## Exercise
Work through the data and say how many lines contain "Debug". The number alone is the answer.

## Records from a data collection
═══

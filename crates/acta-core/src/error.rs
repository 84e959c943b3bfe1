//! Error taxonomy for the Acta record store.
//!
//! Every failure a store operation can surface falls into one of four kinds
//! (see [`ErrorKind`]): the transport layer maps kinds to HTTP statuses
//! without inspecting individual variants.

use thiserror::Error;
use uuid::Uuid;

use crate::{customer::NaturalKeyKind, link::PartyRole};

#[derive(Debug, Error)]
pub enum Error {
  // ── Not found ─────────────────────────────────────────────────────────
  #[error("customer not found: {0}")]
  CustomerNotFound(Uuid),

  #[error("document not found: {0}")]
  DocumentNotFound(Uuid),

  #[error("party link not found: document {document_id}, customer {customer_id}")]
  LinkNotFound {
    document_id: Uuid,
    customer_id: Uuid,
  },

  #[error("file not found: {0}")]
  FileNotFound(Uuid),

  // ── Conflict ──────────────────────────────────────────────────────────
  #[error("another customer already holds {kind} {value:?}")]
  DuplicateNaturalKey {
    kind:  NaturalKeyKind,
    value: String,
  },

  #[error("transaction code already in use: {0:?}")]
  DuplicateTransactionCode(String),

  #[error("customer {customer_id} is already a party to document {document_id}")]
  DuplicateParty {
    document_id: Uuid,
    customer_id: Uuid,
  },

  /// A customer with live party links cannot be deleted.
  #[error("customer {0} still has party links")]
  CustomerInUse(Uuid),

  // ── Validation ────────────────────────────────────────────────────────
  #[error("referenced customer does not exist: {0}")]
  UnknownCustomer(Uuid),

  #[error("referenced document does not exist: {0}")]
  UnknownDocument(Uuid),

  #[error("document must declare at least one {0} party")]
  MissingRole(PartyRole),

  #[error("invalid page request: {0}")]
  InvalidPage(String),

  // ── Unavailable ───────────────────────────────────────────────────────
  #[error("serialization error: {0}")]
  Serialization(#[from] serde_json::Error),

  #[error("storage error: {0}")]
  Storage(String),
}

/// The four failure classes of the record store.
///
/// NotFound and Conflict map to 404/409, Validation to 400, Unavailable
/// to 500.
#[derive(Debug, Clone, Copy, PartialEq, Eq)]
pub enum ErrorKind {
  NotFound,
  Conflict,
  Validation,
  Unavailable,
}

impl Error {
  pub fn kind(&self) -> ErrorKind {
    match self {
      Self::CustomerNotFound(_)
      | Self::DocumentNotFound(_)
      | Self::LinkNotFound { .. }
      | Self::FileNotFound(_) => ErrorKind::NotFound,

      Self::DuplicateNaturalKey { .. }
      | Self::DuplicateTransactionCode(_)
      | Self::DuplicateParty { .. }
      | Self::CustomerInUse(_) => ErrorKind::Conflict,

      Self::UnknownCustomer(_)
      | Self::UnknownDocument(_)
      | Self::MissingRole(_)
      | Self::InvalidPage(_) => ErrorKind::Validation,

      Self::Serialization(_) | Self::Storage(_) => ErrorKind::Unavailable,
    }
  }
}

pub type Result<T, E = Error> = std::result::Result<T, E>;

═══

## Finished task
2